Did you have multiple riders testing the new Daytona Dos and did the Covid-19 pandemic affect the testing process?
It's mainly been myself doing all the testing for this foil, so currently we don’t have an official hydrofoil race team at Duotone, so given the time we had, we didn’t have a lot of time to send parts all around the world, it was quicker to send them to me for feedback. I have a few friends who are really good local riders, so we are able to share feedback on the water swapping from board to board. We compared the Daytona Dos against the old Daytona and against other brands. We did all the development by shipping the prototypes directly to me for fine tuning.

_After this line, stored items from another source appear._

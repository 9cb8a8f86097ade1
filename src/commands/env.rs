//! Env command implementation

use std::io::Write;

use crate::common::env::Environment;
use crate::common::fs::FileSystem;
use crate::error::{IodistError, Result};
use crate::version;

use super::Context;

/// Print the version named by `IOJS_VERSION` or `IODIST_VERSION`
pub fn run<E, F>(ctx: &Context<E, F>, out: &mut impl Write) -> Result<()>
where
    E: Environment,
    F: FileSystem,
{
    let resolved = version::from_env(&ctx.env).ok_or(IodistError::NoEnvVersion)?;
    writeln!(out, "{}\t{}", resolved.version, resolved.source)?;
    Ok(())
}
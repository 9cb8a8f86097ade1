//! Architecture selection
//!
//! iodist keeps two parallel installation trees: `v/` for the base variant and
//! `v-x64/` for 64-bit builds.

use std::fmt;

use serde::Serialize;

use crate::common::env::{Environment, PROCESSOR_ARCH_VAR, X64_OVERRIDE_VAR};

/// Value of `PROCESSOR_ARCHITECTURE` that selects the 64-bit tree by default.
pub const X64_PROCESSOR_TOKEN: &str = "x64";

/// Installation tree variant
#[derive(Debug, Clone, Copy, PartialEq, Eq, Serialize)]
#[serde(rename_all = "lowercase")]
pub enum Arch {
    Base,
    X64,
}

impl Arch {
    /// Pick the variant from the environment.
    ///
    /// A non-empty `IODIST_X64` always wins over `PROCESSOR_ARCHITECTURE`.
    pub fn select(env: &impl Environment) -> Self {
        let x64 = match env.non_empty(X64_OVERRIDE_VAR) {
            Some(wanted) => wanted == "1",
            None => env.var(PROCESSOR_ARCH_VAR).as_deref() == Some(X64_PROCESSOR_TOKEN),
        };
        if x64 { Arch::X64 } else { Arch::Base }
    }

    /// Directory name of this variant's tree under the installation root.
    pub fn dir_name(self) -> &'static str {
        match self {
            Arch::Base => "v",
            Arch::X64 => "v-x64",
        }
    }
}

impl fmt::Display for Arch {
    fn fmt(&self, f: &mut fmt::Formatter<'_>) -> fmt::Result {
        match self {
            Arch::Base => write!(f, "base"),
            Arch::X64 => write!(f, "x64"),
        }
    }
}
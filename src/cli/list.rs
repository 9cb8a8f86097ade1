use clap::Parser;

/// Arguments for the ls command
#[derive(Parser, Debug)]
#[command(after_help = "EXAMPLES:\n  \
                  List versions for the selected architecture:\n    iodist ls\n\n\
                  List 64-bit versions:\n    IODIST_X64=1 iodist ls")]
pub struct ListArgs {
    /// Print only version names, one per line
    #[arg(long, short = 'q')]
    pub quiet: bool,
}
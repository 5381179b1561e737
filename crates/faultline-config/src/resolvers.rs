use serde::Deserialize;
use strum::Display;

/// Built-in resolvers that can be placed in the chain
#[derive(Debug, Clone, Copy, PartialEq, Eq, Hash, Deserialize, Display)]
#[serde(rename_all = "snake_case")]
#[strum(serialize_all = "snake_case")]
pub enum ResolverKind {
    /// Validation faults become a 400 error page
    Validation,
}
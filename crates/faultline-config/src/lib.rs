#![allow(clippy::must_use_candidate)]

pub mod advice;
mod loader;
pub mod resolvers;
pub mod server;
pub mod telemetry;

use serde::Deserialize;

pub use advice::*;
pub use resolvers::*;
pub use server::*;
pub use telemetry::*;

/// Top-level Faultline configuration
#[derive(Debug, Deserialize)]
#[serde(deny_unknown_fields)]
pub struct Config {
    /// Resolvers to register, in invocation order
    #[serde(default = "default_resolvers")]
    pub resolvers: Vec<ResolverKind>,
    /// Server configuration
    #[serde(default)]
    pub server: ServerConfig,
    /// Global handler table settings
    #[serde(default)]
    pub advice: AdviceConfig,
    /// Logging configuration
    #[serde(default)]
    pub telemetry: TelemetryConfig,
}

impl Default for Config {
    fn default() -> Self {
        Self {
            resolvers: default_resolvers(),
            server: ServerConfig::default(),
            advice: AdviceConfig::default(),
            telemetry: TelemetryConfig::default(),
        }
    }
}

fn default_resolvers() -> Vec<ResolverKind> {
    vec![ResolverKind::Validation]
}

#[cfg(test)]
mod tests {
    use super::*;

    #[test]
    fn empty_file_uses_defaults() {
        let config: Config = toml::from_str("").unwrap();

        assert_eq!(config.resolvers, vec![ResolverKind::Validation]);
        assert!(config.server.health.enabled);
        assert!(!config.server.error_page.include_message);
        assert!(config.advice.enabled);
        assert!(config.advice.units.covers("members-v1"));
        assert_eq!(config.telemetry.format, LogFormat::Text);
    }

    #[test]
    fn full_file() {
        let toml = r#"
            resolvers = ["validation"]

            [server]
            listen_address = "127.0.0.1:9090"

            [server.health]
            path = "/ready"

            [server.error_page]
            include_message = true

            [advice]
            units = ["members-v3"]

            [telemetry]
            log_filter = "faultline=debug"
            format = "json"
        "#;

        let config: Config = toml::from_str(toml).unwrap();
        assert_eq!(config.server.listen_address, Some("127.0.0.1:9090".parse().unwrap()));
        assert_eq!(config.server.health.path, "/ready");
        assert!(config.server.error_page.include_message);
        assert!(config.advice.units.covers("members-v3"));
        assert!(!config.advice.units.covers("members-v1"));
        assert_eq!(config.telemetry.log_filter, "faultline=debug");
        assert_eq!(config.telemetry.format, LogFormat::Json);
    }

    #[test]
    fn unknown_fields_are_rejected() {
        let err = toml::from_str::<Config>("[server]\nport = 80").unwrap_err();
        assert!(err.to_string().contains("port"));
    }

    #[test]
    fn empty_resolver_list_is_allowed() {
        let config: Config = toml::from_str("resolvers = []").unwrap();
        assert!(config.resolvers.is_empty());
    }
}
//! Fault resolution for HTTP handling units
//!
//! Two mechanisms turn a raised [`Fault`] into a response:
//! - **Handler tables**: static, kind-indexed entries producing a status and an
//!   [`ErrorResult`](faultline_core::ErrorResult). Checked first.
//! - **Resolver chain**: ordered resolvers that inspect the fault and write to
//!   the response directly, or decline. Checked only when no table matched.
//!
//! [`FaultDispatcher`] runs both for one handling unit. A fault nobody resolves
//! is handed back unchanged.

#![allow(clippy::must_use_candidate)]

pub mod chain;
pub mod dispatch;
pub mod error;
pub mod handle;
pub mod resolvers;
pub mod table;

pub use chain::{Resolved, Resolver, ResolverChain, ResolverOutcome, View};
pub use dispatch::{Dispatched, FaultDispatcher};
pub use error::TransportError;
pub use faultline_core::Fault;
pub use handle::ResponseHandle;
pub use resolvers::ValidationResolver;
pub use table::{HandlerEntry, HandlerScope, HandlerTable, TableResolution};
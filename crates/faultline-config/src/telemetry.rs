use serde::Deserialize;

/// Logging configuration
#[derive(Debug, Deserialize)]
#[serde(deny_unknown_fields)]
pub struct TelemetryConfig {
    /// `tracing` filter directive; `RUST_LOG` takes precedence when set
    #[serde(default = "default_log_filter")]
    pub log_filter: String,
    #[serde(default)]
    pub format: LogFormat,
}

impl Default for TelemetryConfig {
    fn default() -> Self {
        Self {
            log_filter: default_log_filter(),
            format: LogFormat::default(),
        }
    }
}

/// Log line format
#[derive(Debug, Clone, Copy, Default, PartialEq, Eq, Deserialize)]
#[serde(rename_all = "snake_case")]
pub enum LogFormat {
    /// Human-readable lines
    #[default]
    Text,
    /// One JSON object per line
    Json,
}

fn default_log_filter() -> String {
    "info".to_string()
}
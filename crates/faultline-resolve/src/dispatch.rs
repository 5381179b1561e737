use std::sync::Arc;

use faultline_core::Fault;

use crate::chain::{Resolved, ResolverChain};
use crate::handle::ResponseHandle;
use crate::table::{HandlerScope, HandlerTable, TableResolution};

/// Which mechanism resolved a fault
#[derive(Debug, Clone, PartialEq)]
pub enum Dispatched {
    /// A handler table entry produced the status and body
    Table {
        scope: HandlerScope,
        resolution: TableResolution,
    },
    /// A resolver finished the response
    Resolver(Resolved),
}

/// Fault resolution for one handling unit
///
/// Order: the unit's own table, then the advice table, then the resolver
/// chain. Cheap to clone; everything inside is shared and read-only.
#[derive(Debug, Clone)]
pub struct FaultDispatcher {
    unit: Option<Arc<HandlerTable>>,
    advice: Option<Arc<HandlerTable>>,
    chain: Arc<ResolverChain>,
}

impl FaultDispatcher {
    pub const fn new(chain: Arc<ResolverChain>) -> Self {
        Self {
            unit: None,
            advice: None,
            chain,
        }
    }

    /// Attach the unit's request-scoped table
    #[must_use]
    pub fn with_unit_table(mut self, table: Arc<HandlerTable>) -> Self {
        self.unit = Some(table);
        self
    }

    /// Attach the global advice table
    #[must_use]
    pub fn with_advice(mut self, table: Arc<HandlerTable>) -> Self {
        self.advice = Some(table);
        self
    }

    pub const fn has_advice(&self) -> bool {
        self.advice.is_some()
    }

    /// Resolve a fault raised by this unit
    ///
    /// # Errors
    ///
    /// Returns the original fault when neither a table nor a resolver handled
    /// it; the caller must let it propagate to the transport layer
    pub fn dispatch(&self, fault: Fault, response: &mut ResponseHandle) -> Result<Dispatched, Fault> {
        for table in self.unit.iter().chain(self.advice.iter()) {
            if let Some(resolution) = table.handle(&fault) {
                return Ok(Dispatched::Table {
                    scope: table.scope().clone(),
                    resolution,
                });
            }
        }

        self.chain.resolve(fault, response).map(Dispatched::Resolver)
    }
}
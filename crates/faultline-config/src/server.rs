use std::net::SocketAddr;

use serde::Deserialize;

#[derive(Debug, Default, Deserialize)]
#[serde(deny_unknown_fields)]
pub struct ServerConfig {
    pub listen_address: Option<SocketAddr>,
    #[serde(default)]
    pub health: HealthConfig,
    #[serde(default)]
    pub error_page: ErrorPageConfig,
}

/// Health check endpoint configuration
#[derive(Debug, Deserialize)]
#[serde(deny_unknown_fields)]
pub struct HealthConfig {
    #[serde(default = "default_enabled")]
    pub enabled: bool,
    #[serde(default = "default_path")]
    pub path: String,
}

impl Default for HealthConfig {
    fn default() -> Self {
        Self {
            enabled: true,
            path: default_path(),
        }
    }
}

/// Default error page rendered by the transport layer
///
/// Used for unhandled faults and for resolvers that send an error status.
#[derive(Debug, Default, Clone, Copy, Deserialize)]
#[serde(deny_unknown_fields)]
pub struct ErrorPageConfig {
    /// Include the sent error message in the body
    #[serde(default)]
    pub include_message: bool,
}

#[allow(clippy::missing_const_for_fn)]
fn default_enabled() -> bool {
    true
}

fn default_path() -> String {
    "/health".to_string()
}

For sure Covid-19 has been a big impact on the development, first of all the factory delays, they had to close the factory for weeks, then there were delays in deliveries due to limited flights arriving into Mauritius. So it's been quite painful, it also meant we could only do so many rounds of prototypes, and of course I would have liked to be able to do more rounds of prototypes, but I am still very happy with the end result. It's unfortunate we had the pandemic in the middle of the registration period, that was not ideal, but it was the same for everyone I guess!

Thanks for your time Jerome, we look forward to see how it performs in the next few races!
Thanks for taking the time to get this info from me and the team, let's keep in touch and reflect back once we get the first results from the team!